Task input:
_ _ _ _ _
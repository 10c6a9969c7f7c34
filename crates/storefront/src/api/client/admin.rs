//! User and product management endpoints for admin and manager accounts.
//!
//! The API enforces who may call these; the client only sends the token.

use marigold_core::{ProductId, UserId};
use reqwest::Method;
use reqwest::multipart::{Form, Part};
use secrecy::SecretString;
use serde_json::json;
use tracing::instrument;

use super::ApiClient;
use crate::api::ApiError;
use crate::api::types::{AuthPayload, ImageUpload, UserProfile};
use crate::forms::{NewUserForm, ProductForm, UserUpdate};

impl ApiClient {
    // =========================================================================
    // Users
    // =========================================================================

    /// Every registered user.
    ///
    /// # Errors
    ///
    /// Returns an error if the API request fails.
    #[instrument(skip(self, token))]
    pub async fn users(&self, token: &SecretString) -> Result<Vec<UserProfile>, ApiError> {
        let request = self.authed(Method::GET, "users", token)?;
        self.send(request).await
    }

    /// Create an account with an explicit role.
    ///
    /// # Errors
    ///
    /// Returns an error if the API rejects the account or the request fails.
    #[instrument(skip(self, token, form))]
    pub async fn create_user(
        &self,
        token: &SecretString,
        form: &NewUserForm,
    ) -> Result<UserProfile, ApiError> {
        let request = self
            .authed(Method::POST, "auth/signup", token)?
            .json(&form.to_body());
        let payload: AuthPayload = self.send(request).await?;
        Ok(payload.user.into_profile())
    }

    /// Replace a user's profile fields.
    ///
    /// # Errors
    ///
    /// Returns an error if the API request fails.
    #[instrument(skip(self, token, update))]
    pub async fn update_user(
        &self,
        token: &SecretString,
        id: UserId,
        update: &UserUpdate,
    ) -> Result<(), ApiError> {
        let request = self
            .authed(Method::PUT, &format!("users/{id}"), token)?
            .json(&update.to_body());
        self.send_unit(request).await
    }

    /// Delete a user.
    ///
    /// # Errors
    ///
    /// Returns an error if the API request fails.
    #[instrument(skip(self, token))]
    pub async fn delete_user(&self, token: &SecretString, id: UserId) -> Result<(), ApiError> {
        let request = self.authed(Method::DELETE, &format!("users/{id}"), token)?;
        self.send_unit(request).await
    }

    // =========================================================================
    // Products
    // =========================================================================

    /// Create a product from a multipart form.
    ///
    /// # Errors
    ///
    /// Returns an error if an upload is malformed or the request fails.
    #[instrument(skip(self, token, form))]
    pub async fn add_product(&self, token: &SecretString, form: &ProductForm) -> Result<(), ApiError> {
        let mut multipart = Form::new();
        for (name, value) in form.text_fields() {
            multipart = multipart.text(name, value.to_owned());
        }
        let multipart = attach_images(multipart, form)?;

        let request = self
            .authed(Method::POST, "products/addProduct", token)?
            .multipart(multipart);
        self.send_unit(request).await?;

        self.invalidate_catalog().await;
        Ok(())
    }

    /// Update a product from a multipart form.
    ///
    /// Only non-blank text fields are sent. `existing_images` lists the
    /// gallery images to keep.
    ///
    /// # Errors
    ///
    /// Returns an error if an upload is malformed or the request fails.
    #[instrument(skip(self, token, form), fields(product_id = %id))]
    pub async fn update_product(
        &self,
        token: &SecretString,
        id: ProductId,
        form: &ProductForm,
    ) -> Result<(), ApiError> {
        let mut multipart = Form::new();
        for (name, value) in form.text_fields().filter(|(_, v)| !v.trim().is_empty()) {
            multipart = multipart.text(name, value.to_owned());
        }
        let existing = serde_json::to_string(&form.existing_images)?;
        let multipart = attach_images(multipart.text("existingImages", existing), form)?;

        let request = self
            .authed(Method::PUT, &format!("products/{id}"), token)?
            .multipart(multipart);
        self.send_unit(request).await?;

        self.invalidate_catalog().await;
        Ok(())
    }

    /// Delete a product.
    ///
    /// # Errors
    ///
    /// Returns an error if the API request fails.
    #[instrument(skip(self, token))]
    pub async fn delete_product(&self, token: &SecretString, id: ProductId) -> Result<(), ApiError> {
        let request = self
            .authed(Method::DELETE, "products/deleteProduct", token)?
            .json(&json!({ "id": id }));
        self.send_unit(request).await?;

        self.invalidate_catalog().await;
        Ok(())
    }
}

fn attach_images(mut multipart: Form, form: &ProductForm) -> Result<Form, ApiError> {
    if let Some(thumbnail) = &form.thumbnail {
        multipart = multipart.part("thumbnail", image_part(thumbnail)?);
    }
    for image in &form.images {
        multipart = multipart.part("images", image_part(image)?);
    }
    Ok(multipart)
}

fn image_part(upload: &ImageUpload) -> Result<Part, ApiError> {
    Part::bytes(upload.bytes.clone())
        .file_name(upload.file_name.clone())
        .mime_str(upload.mime)
        .map_err(|e| ApiError::InvalidRequest(format!("{}: {e}", upload.file_name)))
}

#[cfg(test)]
#[allow(clippy::unwrap_used)]
mod tests {
    use super::*;

    #[test]
    fn test_image_part_accepts_known_mime() {
        let upload = ImageUpload {
            file_name: "lamp.png".to_string(),
            mime: "image/png",
            bytes: vec![0x89, 0x50, 0x4e, 0x47],
        };
        assert!(image_part(&upload).is_ok());
    }

    #[test]
    fn test_image_part_rejects_bad_mime() {
        let upload = ImageUpload {
            file_name: "lamp".to_string(),
            mime: "not a mime",
            bytes: Vec::new(),
        };
        assert!(matches!(
            image_part(&upload),
            Err(ApiError::InvalidRequest(_))
        ));
    }
}
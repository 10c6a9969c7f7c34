//! JSON-file-backed local store.
//!
//! The whole store is one JSON object. Every operation re-reads the file so
//! that separate processes sharing it see each other's writes; the last
//! writer wins. Writes go to a sibling temp file first and are renamed into
//! place.

use std::collections::BTreeMap;
use std::fs;
use std::io::ErrorKind;
use std::path::{Path, PathBuf};
use std::sync::{Mutex, PoisonError};

use super::{LocalStore, StorageError, announce};
use crate::events::EventBus;

type Entries = BTreeMap<String, String>;

/// A [`LocalStore`] persisted to a JSON file.
#[derive(Debug)]
pub struct FileStore {
    path: PathBuf,
    // Serializes read-modify-write cycles within this process
    lock: Mutex<()>,
    bus: Option<EventBus>,
}

impl FileStore {
    /// Open (or lazily create) the store at `path`.
    ///
    /// The file is not touched until the first write.
    #[must_use]
    pub fn open(path: impl Into<PathBuf>) -> Self {
        Self {
            path: path.into(),
            lock: Mutex::new(()),
            bus: None,
        }
    }

    /// Announce writes on `bus`.
    #[must_use]
    pub fn with_events(mut self, bus: EventBus) -> Self {
        self.bus = Some(bus);
        self
    }

    /// Path of the backing file.
    #[must_use]
    pub fn path(&self) -> &Path {
        &self.path
    }

    /// Load the current contents, treating a missing or corrupt file as empty.
    fn load(&self) -> Entries {
        let raw = match fs::read_to_string(&self.path) {
            Ok(raw) => raw,
            Err(e) if e.kind() == ErrorKind::NotFound => return Entries::new(),
            Err(e) => {
                tracing::warn!(path = %self.path.display(), error = %e, "Failed to read local store");
                return Entries::new();
            }
        };

        serde_json::from_str(&raw).unwrap_or_else(|e| {
            tracing::warn!(path = %self.path.display(), error = %e, "Local store is corrupt, starting empty");
            Entries::new()
        })
    }

    fn save(&self, entries: &Entries) -> Result<(), StorageError> {
        if let Some(parent) = self.path.parent()
            && !parent.as_os_str().is_empty()
        {
            fs::create_dir_all(parent)?;
        }

        let encoded = serde_json::to_string_pretty(entries)?;
        let tmp = self.path.with_extension("json.tmp");
        fs::write(&tmp, encoded)?;
        fs::rename(&tmp, &self.path)?;
        Ok(())
    }

    fn modify<R>(&self, f: impl FnOnce(&mut Entries) -> R) -> Result<R, StorageError> {
        let _guard = self.lock.lock().unwrap_or_else(PoisonError::into_inner);
        let mut entries = self.load();
        let result = f(&mut entries);
        self.save(&entries)?;
        Ok(result)
    }
}

impl LocalStore for FileStore {
    fn get(&self, key: &str) -> Option<String> {
        let _guard = self.lock.lock().unwrap_or_else(PoisonError::into_inner);
        self.load().remove(key)
    }

    fn set(&self, key: &str, value: &str) -> Result<(), StorageError> {
        self.modify(|entries| {
            entries.insert(key.to_owned(), value.to_owned());
        })?;
        announce(self.bus.as_ref(), key);
        Ok(())
    }

    fn remove(&self, key: &str) -> Result<(), StorageError> {
        let removed = self.modify(|entries| entries.remove(key).is_some())?;
        if removed {
            announce(self.bus.as_ref(), key);
        }
        Ok(())
    }

    fn clear(&self) -> Result<(), StorageError> {
        let removed = self.modify(|entries| std::mem::take(entries).into_keys().collect::<Vec<_>>())?;
        for key in &removed {
            announce(self.bus.as_ref(), key);
        }
        Ok(())
    }

    fn keys(&self) -> Vec<String> {
        let _guard = self.lock.lock().unwrap_or_else(PoisonError::into_inner);
        self.load().into_keys().collect()
    }
}
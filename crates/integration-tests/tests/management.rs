//! User and product management with admin and shopper tokens.

#![allow(clippy::unwrap_used)]

use marigold_core::{ProductId, Role, UserId};
use marigold_integration_tests::{ADMIN, FakeApi, SHOPPER};
use marigold_storefront::api::{ApiError, ImageUpload};
use marigold_storefront::forms::{LoginForm, NewUserForm, ProductForm, SignupForm, UserUpdate};
use marigold_storefront::state::AppState;
use secrecy::SecretString;

async fn as_user(api: &FakeApi, (email, password): (&str, &str)) -> (AppState, SecretString) {
    let state = api.app_state();
    state
        .session()
        .login(state.api(), &LoginForm::new(email, password))
        .await
        .unwrap();
    let token = state.session().token().unwrap();
    (state, token)
}

fn png(name: &str) -> ImageUpload {
    ImageUpload {
        file_name: name.to_string(),
        mime: "image/png",
        bytes: vec![0x89, b'P', b'N', b'G'],
    }
}

// =============================================================================
// Users
// =============================================================================

#[tokio::test]
async fn test_admin_lists_and_creates_users() {
    let api = FakeApi::spawn().await;
    let (state, token) = as_user(&api, ADMIN).await;

    let form = NewUserForm {
        details: SignupForm {
            firstname: "Karim".to_string(),
            lastname: "Fathy".to_string(),
            age: "35".to_string(),
            email: "karim@marigold.test".to_string(),
            phone: "01234567890".to_string(),
            password: SecretString::from("secret1"),
        },
        role: Some(Role::Manager),
    };
    form.validate().unwrap();

    let created = state.api().create_user(&token, &form).await.unwrap();
    assert_eq!(created.display_name(), "Karim Fathy");
    assert_eq!(created.role, Role::Manager);
    assert_eq!(api.role_of("karim@marigold.test").as_deref(), Some("manager"));

    let users = state.api().users(&token).await.unwrap();
    assert_eq!(users.len(), 3);
    assert!(users.iter().any(|u| u.email.as_deref() == Some(SHOPPER.0)));
}

#[tokio::test]
async fn test_admin_updates_and_deletes_users() {
    let api = FakeApi::spawn().await;
    let (state, token) = as_user(&api, ADMIN).await;

    let update = UserUpdate {
        firstname: "Mona".to_string(),
        lastname: "Saleh".to_string(),
        age: "30".to_string(),
        email: SHOPPER.0.to_string(),
        phone: "01099998888".to_string(),
    };
    update.validate().unwrap();
    state.api().update_user(&token, UserId::new(2), &update).await.unwrap();

    let users = state.api().users(&token).await.unwrap();
    let mona = users.iter().find(|u| u.id == UserId::new(2)).unwrap();
    assert_eq!(mona.display_name(), "Mona Saleh");
    assert_eq!(mona.age.as_deref(), Some("30"));

    state.api().delete_user(&token, UserId::new(2)).await.unwrap();
    let users = state.api().users(&token).await.unwrap();
    assert_eq!(users.len(), 1);

    let err = state.api().delete_user(&token, UserId::new(2)).await.unwrap_err();
    assert_eq!(err.status(), Some(404));
}

#[tokio::test]
async fn test_shopper_is_refused_by_the_api() {
    let api = FakeApi::spawn().await;
    let (state, token) = as_user(&api, SHOPPER).await;

    let err = state.api().users(&token).await.unwrap_err();
    assert_eq!(err.status(), Some(403));
    assert_eq!(err.user_message(), "Access denied");
}

#[tokio::test]
async fn test_anonymous_management_calls_never_leave_the_client() {
    let api = FakeApi::spawn().await;
    let state = api.app_state();

    let err = state
        .api()
        .users(&SecretString::from(String::new()))
        .await
        .unwrap_err();

    assert!(matches!(err, ApiError::Unauthenticated));
    assert!(api.requests().is_empty());
}

// =============================================================================
// Products
// =============================================================================

#[tokio::test]
async fn test_added_product_appears_in_the_catalog() {
    let api = FakeApi::spawn().await;
    let (state, token) = as_user(&api, ADMIN).await;

    // Warm the cache so the add has something to invalidate
    assert_eq!(state.api().products().await.unwrap().len(), 5);

    let mut form = ProductForm::new();
    form.set("title", "Desk Lamp").unwrap();
    form.set("category", "furniture").unwrap();
    form.set("price", "24.50").unwrap();
    form.set("stock", "12").unwrap();
    form.set("tags", "lighting, desk").unwrap();
    form.thumbnail = Some(png("lamp.png"));
    form.images = vec![png("lamp-1.png"), png("lamp-2.png")];
    form.validate().unwrap();

    state.api().add_product(&token, &form).await.unwrap();

    let products = state.api().products().await.unwrap();
    assert_eq!(products.len(), 6);
    let lamp = products.iter().find(|p| p.title == "Desk Lamp").unwrap();
    assert_eq!(lamp.stock, 12);
    assert_eq!(lamp.tags, vec!["lighting", "desk"]);
    assert_eq!(lamp.thumbnail.as_deref(), Some("/uploads/lamp.png"));
    assert_eq!(lamp.images.len(), 2);
    assert_eq!(api.count("GET", "/products"), 2);
}

#[tokio::test]
async fn test_update_keeps_listed_images_and_untouched_fields() {
    let api = FakeApi::spawn().await;
    let (state, token) = as_user(&api, ADMIN).await;
    let id = ProductId::new(1);
    assert_eq!(state.api().product(id).await.unwrap().stock, 5);

    let mut form = ProductForm::new();
    form.set("stock", "40").unwrap();
    form.set("title", "").unwrap();
    form.existing_images = vec!["/uploads/mascara-1.png".to_string()];
    form.images = vec![png("mascara-2.png")];
    assert!(form.validate_update().is_err());

    let mut form = ProductForm::new();
    form.set("stock", "40").unwrap();
    form.existing_images = vec!["/uploads/mascara-1.png".to_string()];
    form.images = vec![png("mascara-2.png")];
    form.validate_update().unwrap();
    state.api().update_product(&token, id, &form).await.unwrap();

    let product = state.api().product(id).await.unwrap();
    assert_eq!(product.stock, 40);
    assert_eq!(product.title, "Essence Mascara Lash Princess");
    assert_eq!(
        product.images,
        vec!["/uploads/mascara-1.png", "/uploads/mascara-2.png"]
    );
}

#[tokio::test]
async fn test_deleted_product_is_gone() {
    let api = FakeApi::spawn().await;
    let (state, token) = as_user(&api, ADMIN).await;
    let id = ProductId::new(42);
    state.api().product(id).await.unwrap();

    state.api().delete_product(&token, id).await.unwrap();

    assert!(api.product(42).is_none());
    let err = state.api().product(id).await.unwrap_err();
    assert!(matches!(err, ApiError::NotFound(_)));
}

#[tokio::test]
async fn test_shopper_cannot_add_products() {
    let api = FakeApi::spawn().await;
    let (state, token) = as_user(&api, SHOPPER).await;

    let mut form = ProductForm::new();
    form.set("title", "Contraband").unwrap();
    let err = state.api().add_product(&token, &form).await.unwrap_err();

    assert_eq!(err.status(), Some(403));
    assert!(api.product_id_by_title("Contraband").is_none());
}
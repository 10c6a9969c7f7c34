//! In-process local store.

use std::collections::BTreeMap;
use std::sync::{Mutex, PoisonError};

use super::{LocalStore, StorageError, announce};
use crate::events::EventBus;

/// A [`LocalStore`] that lives only as long as the process.
#[derive(Debug, Default)]
pub struct MemoryStore {
    entries: Mutex<BTreeMap<String, String>>,
    bus: Option<EventBus>,
}

impl MemoryStore {
    /// Create an empty store that announces nothing.
    #[must_use]
    pub fn new() -> Self {
        Self::default()
    }

    /// Create an empty store that announces writes on `bus`.
    #[must_use]
    pub fn with_events(bus: EventBus) -> Self {
        Self {
            entries: Mutex::default(),
            bus: Some(bus),
        }
    }

    fn entries(&self) -> std::sync::MutexGuard<'_, BTreeMap<String, String>> {
        self.entries.lock().unwrap_or_else(PoisonError::into_inner)
    }
}

impl LocalStore for MemoryStore {
    fn get(&self, key: &str) -> Option<String> {
        self.entries().get(key).cloned()
    }

    fn set(&self, key: &str, value: &str) -> Result<(), StorageError> {
        self.entries().insert(key.to_owned(), value.to_owned());
        announce(self.bus.as_ref(), key);
        Ok(())
    }

    fn remove(&self, key: &str) -> Result<(), StorageError> {
        let removed = self.entries().remove(key).is_some();
        if removed {
            announce(self.bus.as_ref(), key);
        }
        Ok(())
    }

    fn clear(&self) -> Result<(), StorageError> {
        let removed: Vec<String> = std::mem::take(&mut *self.entries()).into_keys().collect();
        for key in &removed {
            announce(self.bus.as_ref(), key);
        }
        Ok(())
    }

    fn keys(&self) -> Vec<String> {
        self.entries().keys().cloned().collect()
    }
}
_ _ _ _ _
Exercise instructions: Which lines above hold the string "MemoryStore"? Show each of them.

Task answer:
pub struct MemoryStore {
impl MemoryStore {
impl LocalStore for MemoryStore {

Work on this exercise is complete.